The Stranded Value Problem
Everyone's obsessed with what AI can produce. Are they measuring what they can realistically absorb?
There’s a growing gap between what AI systems can produce and what organizations can realistically absorb.
Most companies are focused on the first problem. Fewer are measuring the second.
Every organization has a practical limit to the amount of operational change it can absorb at one time. That limit is shaped by coordination costs, decision-making structures, technical dependencies, staffing, governance, incentives, and institutional inertia.
The constraint becomes visible during periods of concentrated change. A company can usually absorb a handful of major initiatives simultaneously: a platform migration, a workflow redesign, a pricing change, a reorganization, a new operating model. Beyond a certain point, execution quality begins to degrade.
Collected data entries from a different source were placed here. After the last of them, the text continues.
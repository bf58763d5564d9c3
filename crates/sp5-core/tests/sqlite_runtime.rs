//! The background driver over the on-disk database, as the CLI runs it.

use chrono::{Duration, NaiveDate};
use sp5_core::runtime::memory::RecordingPresenter;
use sp5_core::{
    AlarmName, AlarmScheduler, Background, Command, Database, ManualClock, RecordStore, Settings,
    TimerState,
};

#[test]
fn test_wake_up_survives_process_restart() {
    let dir = tempfile::tempdir().unwrap();
    let path = dir.path().join("sp5.db");
    let day = NaiveDate::from_ymd_opt(2026, 10, 18).unwrap();

    let clock = ManualClock::on_day(day, 9);
    let mut first = Background::new(
        Database::open_at(&path).unwrap(),
        Database::open_at(&path).unwrap(),
        RecordingPresenter::new(),
        clock,
        Settings::default(),
    );
    first.on_install().unwrap();
    first.dispatch(Command::MainAction).unwrap();
    let deadline = first.deadline_ms().unwrap().unwrap();
    drop(first);

    // A later process, after the work session should have ended.
    let clock = ManualClock::on_day(day, 10);
    let mut second = Background::new(
        Database::open_at(&path).unwrap(),
        Database::open_at(&path).unwrap(),
        RecordingPresenter::new(),
        clock,
        Settings::default(),
    );
    assert!(second.alarms().get(AlarmName::PhaseTimer).unwrap().is_some());
    second.fire_due_alarms().unwrap();

    let record = second.store().load().unwrap().unwrap();
    assert_eq!(record.state, TimerState::Break);
    assert_eq!(record.sp_count, 1);
    let next = second.deadline_ms().unwrap().unwrap();
    assert!(next > deadline);
    assert_eq!(second.presenter().notifications.len(), 1);
}

#[test]
fn test_check_date_on_stored_record() {
    let dir = tempfile::tempdir().unwrap();
    let path = dir.path().join("sp5.db");
    let day = NaiveDate::from_ymd_opt(2026, 10, 18).unwrap();

    let mut bg = Background::new(
        Database::open_at(&path).unwrap(),
        Database::open_at(&path).unwrap(),
        RecordingPresenter::new(),
        ManualClock::on_day(day, 22),
        Settings { daily_goal: 3, notifications: true },
    );
    bg.on_install().unwrap();
    bg.dispatch(Command::AddSp).unwrap();
    bg.clock().advance(Duration::hours(3));
    bg.dispatch(Command::CheckDate).unwrap();

    let record = bg.record().unwrap();
    assert_eq!(record.daily_goal, 3);
    assert_eq!(record.sp_count, 0);
    assert_eq!(record.last_reset_date, day.succ_opt().unwrap());
}
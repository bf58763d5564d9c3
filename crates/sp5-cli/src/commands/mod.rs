pub mod config;
pub mod timer;
//! TOML-based application configuration.
//!
//! Stored at `<data dir>/config.toml`:
//!
//! ```toml
//! [goal]
//! daily_goal = 5
//!
//! [notifications]
//! enabled = true
//! ```
//!
//! Work and break lengths are fixed and deliberately absent here.

use serde::{Deserialize, Serialize};
use std::path::{Path, PathBuf};

use super::data_dir;
use crate::error::{ConfigError, Result};
use crate::runtime::Settings;
use crate::timer::DEFAULT_DAILY_GOAL;

#[derive(Debug, Clone, Serialize, Deserialize)]
pub struct GoalConfig {
    /// Work sessions to aim for each day. Applied when the record is created.
    #[serde(default = "default_daily_goal")]
    pub daily_goal: u32,
}

#[derive(Debug, Clone, Serialize, Deserialize)]
pub struct NotificationsConfig {
    #[serde(default = "default_true")]
    pub enabled: bool,
}

#[derive(Debug, Clone, Default, Serialize, Deserialize)]
pub struct Config {
    #[serde(default)]
    pub goal: GoalConfig,
    #[serde(default)]
    pub notifications: NotificationsConfig,
}

fn default_daily_goal() -> u32 {
    DEFAULT_DAILY_GOAL
}
fn default_true() -> bool {
    true
}

impl Default for GoalConfig {
    fn default() -> Self {
        Self {
            daily_goal: default_daily_goal(),
        }
    }
}

impl Default for NotificationsConfig {
    fn default() -> Self {
        Self { enabled: true }
    }
}

impl Config {
    fn get_json_value_by_path<'a>(
        root: &'a serde_json::Value,
        key: &str,
    ) -> Option<&'a serde_json::Value> {
        if key.is_empty() {
            return None;
        }

        let mut current = root;
        for part in key.split('.') {
            current = current.get(part)?;
        }
        Some(current)
    }

    fn set_json_value_by_path(
        root: &mut serde_json::Value,
        key: &str,
        value: &str,
    ) -> Result<(), ConfigError> {
        let unknown = || ConfigError::UnknownKey(key.to_string());
        let invalid = |message: String| ConfigError::InvalidValue {
            key: key.to_string(),
            message,
        };

        let mut parts = key.split('.').peekable();
        if key.is_empty() {
            return Err(unknown());
        }

        let mut current = root;
        while let Some(part) = parts.next() {
            if parts.peek().is_some() {
                current = current.get_mut(part).ok_or_else(unknown)?;
                continue;
            }

            let obj = current.as_object_mut().ok_or_else(unknown)?;
            let existing = obj.get(part).ok_or_else(unknown)?;
            let new_value = match existing {
                serde_json::Value::Bool(_) => serde_json::Value::Bool(
                    value
                        .parse::<bool>()
                        .map_err(|e| invalid(e.to_string()))?,
                ),
                serde_json::Value::Number(_) => serde_json::Value::Number(
                    value
                        .parse::<u64>()
                        .map_err(|_| invalid(format!("cannot parse '{value}' as number")))?
                        .into(),
                ),
                serde_json::Value::Object(_) | serde_json::Value::Array(_) => {
                    return Err(invalid("not a leaf value".into()));
                }
                _ => serde_json::Value::String(value.into()),
            };
            obj.insert(part.to_string(), new_value);
            return Ok(());
        }

        Err(unknown())
    }

    fn path() -> Result<PathBuf> {
        Ok(data_dir()?.join("config.toml"))
    }

    /// Load from the data directory, writing the defaults if no file exists.
    ///
    /// # Errors
    ///
    /// Returns an error if the config file exists but cannot be parsed,
    /// or if the default config cannot be written to disk.
    pub fn load() -> Result<Self> {
        Self::load_from(&Self::path()?)
    }

    pub fn load_from(path: &Path) -> Result<Self> {
        match std::fs::read_to_string(path) {
            Ok(content) => {
                let cfg: Config = toml::from_str(&content)
                    .map_err(|e| ConfigError::ParseFailed(e.to_string()))?;
                cfg.validate()?;
                Ok(cfg)
            }
            Err(e) if e.kind() == std::io::ErrorKind::NotFound => {
                let cfg = Self::default();
                cfg.save_to(path)?;
                Ok(cfg)
            }
            Err(e) => Err(e.into()),
        }
    }

    /// Persist to the data directory.
    pub fn save(&self) -> Result<()> {
        self.save_to(&Self::path()?)
    }

    pub fn save_to(&self, path: &Path) -> Result<()> {
        let save_failed = |message: String| ConfigError::SaveFailed {
            path: path.to_path_buf(),
            message,
        };
        let content = toml::to_string_pretty(self).map_err(|e| save_failed(e.to_string()))?;
        std::fs::write(path, content).map_err(|e| save_failed(e.to_string()))?;
        Ok(())
    }

    /// Load from disk, returning default on error.
    pub fn load_or_default() -> Self {
        match Self::load() {
            Ok(cfg) => cfg,
            Err(e) => {
                tracing::warn!(error = %e, "using default configuration");
                Self::default()
            }
        }
    }

    fn validate(&self) -> Result<(), ConfigError> {
        if self.goal.daily_goal == 0 {
            return Err(ConfigError::InvalidValue {
                key: "goal.daily_goal".into(),
                message: "must be greater than zero".into(),
            });
        }
        Ok(())
    }

    /// Get a config value as string by dot-separated key.
    pub fn get(&self, key: &str) -> Option<String> {
        let json = serde_json::to_value(self).ok()?;
        let val = Self::get_json_value_by_path(&json, key)?;
        match val {
            serde_json::Value::String(s) => Some(s.clone()),
            serde_json::Value::Object(_) => None,
            other => Some(other.to_string()),
        }
    }

    /// Set a value by dot-separated key without saving.
    ///
    /// # Errors
    ///
    /// Returns an error if the key is unknown, the value cannot be parsed,
    /// or the result fails validation. `self` is unchanged on error.
    pub fn apply(&mut self, key: &str, value: &str) -> Result<()> {
        let mut json = serde_json::to_value(&*self)?;
        Self::set_json_value_by_path(&mut json, key, value)?;
        let updated: Config = serde_json::from_value(json)?;
        updated.validate()?;
        *self = updated;
        Ok(())
    }

    /// Set a value by key and save.
    pub fn set(&mut self, key: &str, value: &str) -> Result<()> {
        self.apply(key, value)?;
        self.save()
    }

    /// Runtime settings for the background driver.
    pub fn settings(&self) -> Settings {
        Settings {
            daily_goal: self.goal.daily_goal,
            notifications: self.notifications.enabled,
        }
    }
}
Teams compete for the same operational bandwidth. Dependencies accumulate faster than they can be resolved. Coordination overhead increases. Priorities become unstable.
AI increases pressure on this constraint because the rate of potential capability expansion is accelerating faster than most organizations can operationalize change.
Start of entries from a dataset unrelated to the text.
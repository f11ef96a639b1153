//! In-memory [`RemoteStore`] for tests.

use std::collections::{HashMap, HashSet};
use std::sync::Mutex;

use async_trait::async_trait;

use super::entry::RemoteEntry;
use super::path::normalize;
use super::RemoteStore;
use crate::error::{CoreError, CoreResult};

#[derive(Debug, Default)]
pub(crate) struct FakeStore {
    listings: HashMap<String, Vec<RemoteEntry>>,
    files: HashMap<String, Vec<u8>>,
    fail_list: HashSet<String>,
    fail_download: HashSet<String>,
    downloads: Mutex<Vec<String>>,
}

impl FakeStore {
    pub(crate) fn new() -> Self {
        Self::default()
    }

    /// Adds an (empty) folder `name` under `parent`.
    pub(crate) fn with_folder(mut self, parent: &str, name: &str) -> Self {
        let path = join(parent, name);
        self.listings
            .entry(normalize(parent))
            .or_default()
            .push(RemoteEntry::folder(name, &path));
        self.listings.entry(path).or_default();
        self
    }

    /// Adds a file `name` under `parent` holding `content`.
    pub(crate) fn with_file(mut self, parent: &str, name: &str, content: &[u8]) -> Self {
        let path = join(parent, name);
        self.listings
            .entry(normalize(parent))
            .or_default()
            .push(RemoteEntry::file(name, &path, content.len() as u64, None));
        self.files.insert(path, content.to_vec());
        self
    }

    pub(crate) fn failing_list(mut self, path: &str) -> Self {
        self.fail_list.insert(normalize(path));
        self
    }

    pub(crate) fn failing_download(mut self, path: &str) -> Self {
        self.fail_download.insert(normalize(path));
        self
    }

    /// Entries listed under `path`, in insertion order.
    pub(crate) fn entries(&self, path: &str) -> Vec<RemoteEntry> {
        self.listings.get(&normalize(path)).cloned().unwrap_or_default()
    }

    /// Paths passed to [`RemoteStore::download`] so far.
    pub(crate) fn download_calls(&self) -> Vec<String> {
        self.downloads.lock().map(|d| d.clone()).unwrap_or_default()
    }
}

fn join(parent: &str, name: &str) -> String {
    normalize(&format!("{}/{}", normalize(parent), name))
}

#[async_trait]
impl RemoteStore for FakeStore {
    async fn list(&self, path: &str) -> CoreResult<Vec<RemoteEntry>> {
        let key = normalize(path);
        if self.fail_list.contains(&key) {
            return Err(CoreError::Remote(format!("listing {key} refused")));
        }
        self.listings
            .get(&key)
            .cloned()
            .ok_or_else(|| CoreError::Remote(format!("path/not_found: {key}")))
    }

    async fn download(&self, path: &str) -> CoreResult<Vec<u8>> {
        let key = normalize(path);
        if let Ok(mut calls) = self.downloads.lock() {
            calls.push(key.clone());
        }
        if self.fail_download.contains(&key) {
            return Err(CoreError::Remote(format!("download {key} refused")));
        }
        self.files
            .get(&key)
            .cloned()
            .ok_or_else(|| CoreError::Remote(format!("path/not_found: {key}")))
    }
}
//! Nerd Font icon mapping for remote entries.

use dbox_core::RemoteEntry;

/// Returns a Nerd Font icon for the given entry.
pub fn icon_for_entry(entry: &RemoteEntry) -> &'static str {
    if entry.is_folder() {
        return "\u{f07b} ";
    }
    entry
        .extension()
        .map_or("\u{f15b} ", |ext| icon_for_extension(&ext))
}

fn icon_for_extension(ext: &str) -> &'static str {
    match ext {
        // Documents
        "txt" | "text" => "\u{f15c} ",
        "md" | "markdown" => "\u{e73e} ",
        "pdf" => "\u{f1c1} ",
        "doc" | "docx" | "odt" | "pages" => "\u{f1c2} ",
        "xls" | "xlsx" | "csv" | "ods" | "numbers" => "\u{f1c3} ",
        "ppt" | "pptx" | "odp" | "key" => "\u{f1c4} ",
        "paper" => "\u{f15c} ",

        // Code & data
        "json" | "yaml" | "yml" | "toml" | "xml" => "\u{e60b} ",
        "rs" | "py" | "js" | "ts" | "go" | "sh" => "\u{f121} ",

        // Archives
        "zip" | "tar" | "gz" | "bz2" | "xz" | "7z" | "rar" => "\u{f410} ",

        // Images
        "png" | "jpg" | "jpeg" | "gif" | "bmp" | "webp" | "heic" | "tiff" | "svg" => "\u{f1c5} ",

        // Audio
        "mp3" | "wav" | "flac" | "ogg" | "aac" | "m4a" => "\u{f001} ",

        // Video
        "mp4" | "avi" | "mkv" | "mov" | "wmv" | "webm" => "\u{f03d} ",

        _ => "\u{f15b} ",
    }
}

#[cfg(test)]
mod tests {
    use super::*;

    fn file(name: &str) -> RemoteEntry {
        RemoteEntry::file(name, &format!("/{name}"), 1, None)
    }

    #[test]
    fn folder_gets_folder_icon() {
        let entry = RemoteEntry::folder("Photos", "/photos");
        assert_eq!(icon_for_entry(&entry), "\u{f07b} ");
    }

    #[test]
    fn extension_is_case_insensitive() {
        assert_eq!(icon_for_entry(&file("IMG_001.JPG")), "\u{f1c5} ");
        assert_eq!(icon_for_entry(&file("report.pdf")), "\u{f1c1} ");
    }

    #[test]
    fn unknown_or_missing_extension_gets_default() {
        assert_eq!(icon_for_entry(&file("data.xyz")), "\u{f15b} ");
        assert_eq!(icon_for_entry(&file("Makefile")), "\u{f15b} ");
    }
}
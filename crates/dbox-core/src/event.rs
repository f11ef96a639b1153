//! Event system between the controller and the executor.
//!
//! The frontend feeds [`Event`]s into [`crate::controller::Controller::update`],
//! which may answer with a [`Command`] for the executor to run off the
//! interaction loop. Command results come back as further events.

use crate::action::Action;
use crate::download::DownloadReport;
use crate::remote::entry::RemoteEntry;

/// Long-running work the controller asks the executor to perform.
///
/// Commands flow **Controller → Executor**.
#[derive(Debug, Clone, PartialEq, Eq)]
pub enum Command {
    /// List the folder at `path` (`""` is the root).
    FetchListing { path: String },
    /// Download the given entries under the local root.
    Download { entries: Vec<RemoteEntry> },
    /// Open `url` in the system browser; `label` names the folder in messages.
    OpenUrl { url: String, label: String },
}

/// Everything the controller reacts to.
///
/// Events flow **Input / Executor → Controller**.
#[derive(Debug, Clone)]
pub enum Event {
    /// A user action resolved from the keymap.
    Input(Action),
    /// A listing fetch succeeded.
    ListingLoaded {
        path: String,
        entries: Vec<RemoteEntry>,
    },
    /// A listing fetch failed.
    ListingFailed { path: String, error: String },
    /// A download batch ran to completion.
    DownloadFinished(DownloadReport),
    /// An informational message from the executor.
    Status(String),
    /// A non-fatal failure reported by the executor.
    Error(String),
}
That creates a widening gap between technical capability and operational adoption.
I refer to that gap as stranded value.
The term describes unrealized value: capabilities that exist technically but have not yet been integrated into systems, workflows, decision-making processes, or organizational behavior.
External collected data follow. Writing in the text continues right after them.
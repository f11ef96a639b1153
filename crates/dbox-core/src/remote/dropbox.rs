//! Dropbox HTTP API client using `reqwest`.
//!
//! Implements [`RemoteStore`] on top of the v2 `files/list_folder`,
//! `files/list_folder/continue` and `files/download` endpoints.

use std::time::{Duration, SystemTime};

use async_trait::async_trait;
use chrono::{DateTime, Utc};
use serde::de::DeserializeOwned;
use serde::Deserialize;
use serde_json::json;

use super::entry::RemoteEntry;
use super::RemoteStore;
use crate::error::{CoreError, CoreResult};

pub const DEFAULT_API_URL: &str = "https://api.dropboxapi.com";
pub const DEFAULT_CONTENT_URL: &str = "https://content.dropboxapi.com";

/// Configuration for a Dropbox connection.
#[derive(Clone)]
pub struct DropboxConfig {
    pub token: String,
    pub api_url: String,
    pub content_url: String,
    pub timeout: Duration,
}

impl DropboxConfig {
    /// Configuration against the public Dropbox endpoints.
    pub fn new(token: impl Into<String>) -> Self {
        Self {
            token: token.into(),
            api_url: DEFAULT_API_URL.to_string(),
            content_url: DEFAULT_CONTENT_URL.to_string(),
            timeout: Duration::from_secs(30),
        }
    }
}

impl std::fmt::Debug for DropboxConfig {
    fn fmt(&self, f: &mut std::fmt::Formatter<'_>) -> std::fmt::Result {
        f.debug_struct("DropboxConfig")
            .field("token", &"<redacted>")
            .field("api_url", &self.api_url)
            .field("content_url", &self.content_url)
            .field("timeout", &self.timeout)
            .finish()
    }
}

/// Errors that can occur while talking to Dropbox.
#[derive(Debug, thiserror::Error)]
pub enum DropboxError {
    #[error("request failed: {0}")]
    Http(String),

    #[error("API error ({status}): {summary}")]
    Api { status: u16, summary: String },

    #[error("unexpected response: {0}")]
    Decode(String),
}

impl From<DropboxError> for CoreError {
    fn from(err: DropboxError) -> Self {
        CoreError::Remote(err.to_string())
    }
}

#[derive(Debug, Deserialize)]
struct ListFolderResult {
    entries: Vec<Metadata>,
    cursor: String,
    has_more: bool,
}

#[derive(Debug, Deserialize)]
struct Metadata {
    #[serde(rename = ".tag")]
    tag: String,
    name: String,
    path_lower: Option<String>,
    path_display: Option<String>,
    #[serde(default)]
    size: u64,
    server_modified: Option<DateTime<Utc>>,
}

#[derive(Debug, Deserialize)]
struct ApiErrorBody {
    error_summary: String,
}

/// An authenticated Dropbox client.
pub struct DropboxClient {
    config: DropboxConfig,
    http: reqwest::Client,
}

impl DropboxClient {
    /// Builds a client. No request is made until the first call.
    pub fn new(config: DropboxConfig) -> CoreResult<Self> {
        let http = reqwest::Client::builder()
            .timeout(config.timeout)
            .build()
            .map_err(|e| CoreError::Remote(e.to_string()))?;
        Ok(Self { config, http })
    }

    pub fn config(&self) -> &DropboxConfig {
        &self.config
    }

    async fn rpc<T: DeserializeOwned>(
        &self,
        endpoint: &str,
        body: serde_json::Value,
    ) -> Result<T, DropboxError> {
        let url = format!("{}/2/{endpoint}", self.config.api_url.trim_end_matches('/'));
        let resp = self
            .http
            .post(url)
            .bearer_auth(&self.config.token)
            .json(&body)
            .send()
            .await
            .map_err(|e| DropboxError::Http(e.to_string()))?;

        let status = resp.status();
        if !status.is_success() {
            let text = resp.text().await.unwrap_or_default();
            return Err(DropboxError::Api {
                status: status.as_u16(),
                summary: error_summary(&text),
            });
        }
        resp.json::<T>()
            .await
            .map_err(|e| DropboxError::Decode(e.to_string()))
    }

    async fn list_all(&self, path: &str) -> Result<Vec<RemoteEntry>, DropboxError> {
        let mut page: ListFolderResult = self
            .rpc("files/list_folder", json!({ "path": path }))
            .await?;
        let mut entries = entries_from(path, page.entries);

        while page.has_more {
            page = self
                .rpc("files/list_folder/continue", json!({ "cursor": page.cursor }))
                .await?;
            entries.extend(entries_from(path, page.entries));
        }
        Ok(entries)
    }

    async fn fetch(&self, path: &str) -> Result<Vec<u8>, DropboxError> {
        let url = format!(
            "{}/2/files/download",
            self.config.content_url.trim_end_matches('/')
        );
        let arg = escape_non_ascii(&json!({ "path": path }).to_string());
        let resp = self
            .http
            .post(url)
            .bearer_auth(&self.config.token)
            .header("Dropbox-API-Arg", arg)
            .send()
            .await
            .map_err(|e| DropboxError::Http(e.to_string()))?;

        let status = resp.status();
        if !status.is_success() {
            let text = resp.text().await.unwrap_or_default();
            return Err(DropboxError::Api {
                status: status.as_u16(),
                summary: error_summary(&text),
            });
        }
        let bytes = resp
            .bytes()
            .await
            .map_err(|e| DropboxError::Http(e.to_string()))?;
        Ok(bytes.to_vec())
    }
}

#[async_trait]
impl RemoteStore for DropboxClient {
    async fn list(&self, path: &str) -> CoreResult<Vec<RemoteEntry>> {
        tracing::debug!(path, "list_folder");
        Ok(self.list_all(path).await?)
    }

    async fn download(&self, path: &str) -> CoreResult<Vec<u8>> {
        tracing::debug!(path, "download");
        Ok(self.fetch(path).await?)
    }
}

/// Converts one page of metadata into entries, dropping deleted markers.
fn entries_from(parent: &str, metadata: Vec<Metadata>) -> Vec<RemoteEntry> {
    metadata
        .into_iter()
        .filter_map(|m| {
            let is_folder = match m.tag.as_str() {
                "file" => false,
                "folder" => true,
                _ => return None,
            };
            let path = m
                .path_lower
                .or(m.path_display)
                .unwrap_or_else(|| format!("{}/{}", parent.trim_end_matches('/'), m.name));
            let modified = m.server_modified.map(SystemTime::from);
            Some(RemoteEntry::new(&m.name, &path, is_folder, m.size, modified))
        })
        .collect()
}

/// Extracts `error_summary` from a Dropbox error body, falling back to the raw text.
fn error_summary(body: &str) -> String {
    match serde_json::from_str::<ApiErrorBody>(body) {
        Ok(parsed) => parsed.error_summary,
        Err(_) => body.trim().to_string(),
    }
}

/// HTTP header values must be ASCII; Dropbox expects the JSON argument
/// with every non-ASCII character written as a `\uXXXX` escape.
fn escape_non_ascii(s: &str) -> String {
    let mut out = String::with_capacity(s.len());
    for c in s.chars() {
        if c.is_ascii() {
            out.push(c);
        } else {
            let mut buf = [0u16; 2];
            for unit in c.encode_utf16(&mut buf) {
                out.push_str(&format!("\\u{unit:04x}"));
            }
        }
    }
    out
}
Below is a simplified model of the idea.
The upper curve represents expanding AI capability. The lower curve represents organizational absorption capacity: the rate at which an organization can safely integrate and operationalize change.
The shaded area between them represents the accumulation of stranded value.
This dynamic is easy to misdiagnose. When AI initiatives fail to scale, organizations often attribute the problem to model quality, implementation mistakes, or insufficient experimentation. Those factors matter, but they are not always the primary constraint.
In many cases, the organization has reached a saturation point where the limiting factor is no longer technical capability, but institutional capacity to absorb additional change.
That distinction matters because the response changes depending on where the bottleneck actually exists.
If the constraint is technical, the solution is better models, tooling, or infrastructure.
If the constraint is organizational, the solution is different. It involves reducing coordination overhead, improving decision velocity, clarifying ownership structures, sequencing change more deliberately, and increasing the organization’s ability to operationalize new capabilities without destabilizing existing systems.
Organizations will vary significantly in how effectively they can do this. Some will accumulate large amounts of stranded value without ever converting it into operational advantage. Others will systematically improve their capacity to absorb change and compound gains over time.
As AI capability continues to accelerate, that difference may become increasingly important.